use serde::Deserialize;

/// Which stores the engines talk to.
#[derive(Debug, Clone, Copy, Default, PartialEq, Eq, Deserialize)]
#[serde(rename_all = "lowercase")]
pub enum Backend {
    /// ArangoDB, MongoDB and Neo4j over the network.
    #[default]
    Live,
    /// In-process stores, for dry runs of a scenario without any database.
    Memory,
}

/// The `[stores]` configuration section.
#[derive(Debug, Clone, Default, PartialEq, Deserialize)]
#[serde(default, deny_unknown_fields)]
pub struct StoresConfig {
    pub backend: Backend,
    pub unified: ArangoConfig,
    pub document: MongoConfig,
    pub graph: Neo4jConfig,
}

#[derive(Debug, Clone, PartialEq, Deserialize)]
#[serde(default, deny_unknown_fields)]
pub struct ArangoConfig {
    pub url: String,
    pub database: String,
    pub collection: String,
    pub username: String,
    pub password: String,
    /// Container or process to sample.
    pub process: String,
}

impl Default for ArangoConfig {
    fn default() -> Self {
        Self {
            url: "http://localhost:8529".to_string(),
            database: "_system".to_string(),
            collection: "Products".to_string(),
            username: "root".to_string(),
            password: "arangopass".to_string(),
            process: "arangodb".to_string(),
        }
    }
}

#[derive(Debug, Clone, PartialEq, Deserialize)]
#[serde(default, deny_unknown_fields)]
pub struct MongoConfig {
    pub uri: String,
    pub database: String,
    pub collection: String,
    pub process: String,
}

impl Default for MongoConfig {
    fn default() -> Self {
        Self {
            uri: "mongodb://localhost:27017".to_string(),
            database: "BenchmarkingDB".to_string(),
            collection: "Products".to_string(),
            process: "mongodb".to_string(),
        }
    }
}

#[derive(Debug, Clone, PartialEq, Deserialize)]
#[serde(default, deny_unknown_fields)]
pub struct Neo4jConfig {
    pub uri: String,
    pub username: String,
    pub password: String,
    pub process: String,
}

impl Default for Neo4jConfig {
    fn default() -> Self {
        Self {
            uri: "bolt://localhost:7687".to_string(),
            username: "neo4j".to_string(),
            password: "testpass".to_string(),
            process: "neo4j".to_string(),
        }
    }
}
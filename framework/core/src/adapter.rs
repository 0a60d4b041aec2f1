use std::time::Duration;

use crate::error::AdapterError;
use crate::operation::Operation;

/// One storage architecture under test.
///
/// Connections are established before the adapter is handed to the runner, so that
/// [EngineAdapter::execute] only ever measures the operation itself.
#[async_trait::async_trait]
pub trait EngineAdapter: Send + Sync {
    /// Identity of the engine in results, e.g. `unified` or `polyglot`.
    fn name(&self) -> &str;

    /// Identities of the processes or containers hosting this engine's backends.
    fn processes(&self) -> &[String];

    /// Execute `operation`, returning the wall time of exactly that operation.
    async fn execute(&self, operation: &Operation) -> Result<Duration, AdapterError>;
}
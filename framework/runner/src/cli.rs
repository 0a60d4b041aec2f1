use std::path::PathBuf;

use clap::Parser;

use model_tunnel_instruments::SamplerKind;

use crate::config::HarnessOverrides;

#[derive(Debug, Clone, Default, Parser)]
#[command(about, long_about = None)]
pub struct ModelTunnelScenarioCli {
    /// Path to a TOML configuration file.
    ///
    /// Falls back to the `MT_CONFIG` environment variable. Values given on the command line take
    /// precedence over values in the file.
    #[clap(long)]
    pub config: Option<PathBuf>,

    /// The number of trials to run per tier and engine
    #[clap(long)]
    pub trials: Option<usize>,

    /// The number of concurrent workers used by concurrent bulk inserts
    #[clap(long)]
    pub workers: Option<usize>,

    /// The data-size tiers to run, in order. For example `--tiers 100,1000,5000`.
    ///
    /// A tier is the total number of records. Concurrent inserts split it across the workers.
    #[clap(long, value_delimiter = ',')]
    pub tiers: Vec<usize>,

    /// The record id to look up in point lookup scenarios.
    ///
    /// Defaults to a random record from the data seeded for each tier.
    #[clap(long)]
    pub lookup_id: Option<String>,

    /// Seconds a single operation may take before its trial is recorded as failed
    #[clap(long)]
    pub trial_timeout_s: Option<u64>,

    /// How resource usage is sampled: `docker`, `process` or `disabled`
    #[clap(long)]
    pub sampler: Option<SamplerKind>,

    /// Do not show a progress bar on the CLI.
    ///
    /// This is recommended for CI/CD environments where the progress bar isn't being looked at by anyone and is just adding noise to the logs.
    #[clap(long, default_value = "false")]
    pub no_progress: bool,

    /// Set a custom run ID for this scenario.
    ///
    /// Defaults to a random ID.
    #[clap(long)]
    pub run_id: Option<String>,

    /// File to append the run summary to.
    ///
    /// Falls back to the `RUN_SUMMARY_PATH` environment variable, then `run_summary.jsonl`.
    #[clap(long)]
    pub run_summary: Option<PathBuf>,
}

impl ModelTunnelScenarioCli {
    pub(crate) fn overrides(&self) -> HarnessOverrides {
        HarnessOverrides {
            trials: self.trials,
            workers: self.workers,
            tiers: (!self.tiers.is_empty()).then(|| self.tiers.clone()),
            lookup_id: self.lookup_id.clone(),
            trial_timeout_s: self.trial_timeout_s,
            sampler: self.sampler,
        }
    }
}

#[cfg(test)]
mod tests {
    use super::*;

    #[test]
    fn parses_tier_list_and_sampler() {
        let cli = ModelTunnelScenarioCli::try_parse_from([
            "scalability",
            "--tiers",
            "100,1000,5000",
            "--sampler",
            "process",
            "--trials",
            "5",
            "--no-progress",
        ])
        .unwrap();

        assert_eq!(vec![100, 1000, 5000], cli.tiers);
        assert_eq!(Some(SamplerKind::Process), cli.sampler);
        assert!(cli.no_progress);

        let overrides = cli.overrides();
        assert_eq!(Some(5), overrides.trials);
        assert_eq!(None, overrides.workers);
        assert_eq!(Some(vec![100, 1000, 5000]), overrides.tiers);
    }

    #[test]
    fn rejects_unknown_sampler() {
        assert!(ModelTunnelScenarioCli::try_parse_from(["single_query", "--sampler", "perf"]).is_err());
    }
}
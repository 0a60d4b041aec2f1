use tokio::signal;

use model_tunnel_core::prelude::ShutdownHandle;

/// Trigger `ShutdownHandle::shutdown` on Ctrl-C.
pub(crate) fn start_shutdown_listener(runtime: &tokio::runtime::Runtime) -> ShutdownHandle {
    let handle = ShutdownHandle::default();

    let listener_handle = handle.clone();
    runtime.spawn(async move {
        match signal::ctrl_c().await {
            Ok(()) => {
                println!("Received shutdown signal, finishing up...");
                listener_handle.shutdown();
            }
            Err(e) => {
                log::error!("Failed to listen for Ctrl-C, the run can only end by itself: {e}");
            }
        }
    });

    handle
}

• **What needs to be done**
Copy every entry exactly; no part may be left out.

• **Task response**
use serde::Deserialize;

/// Which stores the engines talk to.
#[derive(Debug, Clone, Copy, Default, PartialEq, Eq, Deserialize)]
#[serde(rename_all = "lowercase")]
pub enum Backend {
    /// ArangoDB, MongoDB and Neo4j over the network.
    #[default]
    Live,
    /// In-process stores, for dry runs of a scenario without any database.
    Memory,
}

/// The `[stores]` configuration section.
#[derive(Debug, Clone, Default, PartialEq, Deserialize)]
#[serde(default, deny_unknown_fields)]
pub struct StoresConfig {
    pub backend: Backend,
    pub unified: ArangoConfig,
    pub document: MongoConfig,
    pub graph: Neo4jConfig,
}

#[derive(Debug, Clone, PartialEq, Deserialize)]
#[serde(default, deny_unknown_fields)]
pub struct ArangoConfig {
    pub url: String,
    pub database: String,
    pub collection: String,
    pub username: String,
    pub password: String,
    /// Container or process to sample.
    pub process: String,
}

impl Default for ArangoConfig {
    fn default() -> Self {
        Self {
            url: "http://localhost:8529".to_string(),
            database: "_system".to_string(),
            collection: "Products".to_string(),
            username: "root".to_string(),
            password: "arangopass".to_string(),
            process: "arangodb".to_string(),
        }
    }
}

#[derive(Debug, Clone, PartialEq, Deserialize)]
#[serde(default, deny_unknown_fields)]
pub struct MongoConfig {
    pub uri: String,
    pub database: String,
    pub collection: String,
    pub process: String,
}

impl Default for MongoConfig {
    fn default() -> Self {
        Self {
            uri: "mongodb://localhost:27017".to_string(),
            database: "BenchmarkingDB".to_string(),
            collection: "Products".to_string(),
            process: "mongodb".to_string(),
        }
    }
}

#[derive(Debug, Clone, PartialEq, Deserialize)]
#[serde(default, deny_unknown_fields)]
pub struct Neo4jConfig {
    pub uri: String,
    pub username: String,
    pub password: String,
    pub process: String,
}

impl Default for Neo4jConfig {
    fn default() -> Self {
        Self {
            uri: "bolt://localhost:7687".to_string(),
            username: "neo4j".to_string(),
            password: "testpass".to_string(),
            process: "neo4j".to_string(),
        }
    }
}
filename framework/core/src/adapter.rs
repository 0a60d4b041aec2f1
use std::time::Duration;

use crate::error::AdapterError;
use crate::operation::Operation;

/// One storage architecture under test.
///
/// Connections are established before the adapter is handed to the runner, so that
/// [EngineAdapter::execute] only ever measures the operation itself.
#[async_trait::async_trait]
pub trait EngineAdapter: Send + Sync {
    /// Identity of the engine in results, e.g. `unified` or `polyglot`.
    fn name(&self) -> &str;

    /// Identities of the processes or containers hosting this engine's backends.
    fn processes(&self) -> &[String];

    /// Execute `operation`, returning the wall time of exactly that operation.
    async fn execute(&self, operation: &Operation) -> Result<Duration, AdapterError>;
}
filename framework/runner/src/cli.rs
repository 0a60d4b041aec2f1
use std::path::PathBuf;

use clap::Parser;

use model_tunnel_instruments::SamplerKind;

use crate::config::HarnessOverrides;

#[derive(Debug, Clone, Default, Parser)]
#[command(about, long_about = None)]
pub struct ModelTunnelScenarioCli {
    /// Path to a TOML configuration file.
    ///
    /// Falls back to the `MT_CONFIG` environment variable. Values given on the command line take
    /// precedence over values in the file.
    #[clap(long)]
    pub config: Option<PathBuf>,

    /// The number of trials to run per tier and engine
    #[clap(long)]
    pub trials: Option<usize>,

    /// The number of concurrent workers used by concurrent bulk inserts
    #[clap(long)]
    pub workers: Option<usize>,

    /// The data-size tiers to run, in order. For example `--tiers 100,1000,5000`.
    ///
    /// A tier is the total number of records. Concurrent inserts split it across the workers.
    #[clap(long, value_delimiter = ',')]
    pub tiers: Vec<usize>,

    /// The record id to look up in point lookup scenarios.
    ///
    /// Defaults to a random record from the data seeded for each tier.
    #[clap(long)]
    pub lookup_id: Option<String>,

    /// Seconds a single operation may take before its trial is recorded as failed
    #[clap(long)]
    pub trial_timeout_s: Option<u64>,

    /// How resource usage is sampled: `docker`, `process` or `disabled`
    #[clap(long)]
    pub sampler: Option<SamplerKind>,

    /// Do not show a progress bar on the CLI.
    ///
    /// This is recommended for CI/CD environments where the progress bar isn't being looked at by anyone and is just adding noise to the logs.
    #[clap(long, default_value = "false")]
    pub no_progress: bool,

    /// Set a custom run ID for this scenario.
    ///
    /// Defaults to a random ID.
    #[clap(long)]
    pub run_id: Option<String>,

    /// File to append the run summary to.
    ///
    /// Falls back to the `RUN_SUMMARY_PATH` environment variable, then `run_summary.jsonl`.
    #[clap(long)]
    pub run_summary: Option<PathBuf>,
}

impl ModelTunnelScenarioCli {
    pub(crate) fn overrides(&self) -> HarnessOverrides {
        HarnessOverrides {
            trials: self.trials,
            workers: self.workers,
            tiers: (!self.tiers.is_empty()).then(|| self.tiers.clone()),
            lookup_id: self.lookup_id.clone(),
            trial_timeout_s: self.trial_timeout_s,
            sampler: self.sampler,
        }
    }
}

#[cfg(test)]
mod tests {
    use super::*;

    #[test]
    fn parses_tier_list_and_sampler() {
        let cli = ModelTunnelScenarioCli::try_parse_from([
            "scalability",
            "--tiers",
            "100,1000,5000",
            "--sampler",
            "process",
            "--trials",
            "5",
            "--no-progress",
        ])
        .unwrap();

        assert_eq!(vec![100, 1000, 5000], cli.tiers);
        assert_eq!(Some(SamplerKind::Process), cli.sampler);
        assert!(cli.no_progress);

        let overrides = cli.overrides();
        assert_eq!(Some(5), overrides.trials);
        assert_eq!(None, overrides.workers);
        assert_eq!(Some(vec![100, 1000, 5000]), overrides.tiers);
    }

    #[test]
    fn rejects_unknown_sampler() {
        assert!(ModelTunnelScenarioCli::try_parse_from(["single_query", "--sampler", "perf"]).is_err());
    }
}
repository 0a60d4b041aec2f1
use tokio::signal;

use model_tunnel_core::prelude::ShutdownHandle;

/// Trigger `ShutdownHandle::shutdown` on Ctrl-C.
pub(crate) fn start_shutdown_listener(runtime: &tokio::runtime::Runtime) -> ShutdownHandle {
    let handle = ShutdownHandle::default();

    let listener_handle = handle.clone();
    runtime.spawn(async move {
        match signal::ctrl_c().await {
            Ok(()) => {
                println!("Received shutdown signal, finishing up...");
                listener_handle.shutdown();
            }
            Err(e) => {
                log::error!("Failed to listen for Ctrl-C, the run can only end by itself: {e}");
            }
        }
    });

    handle
}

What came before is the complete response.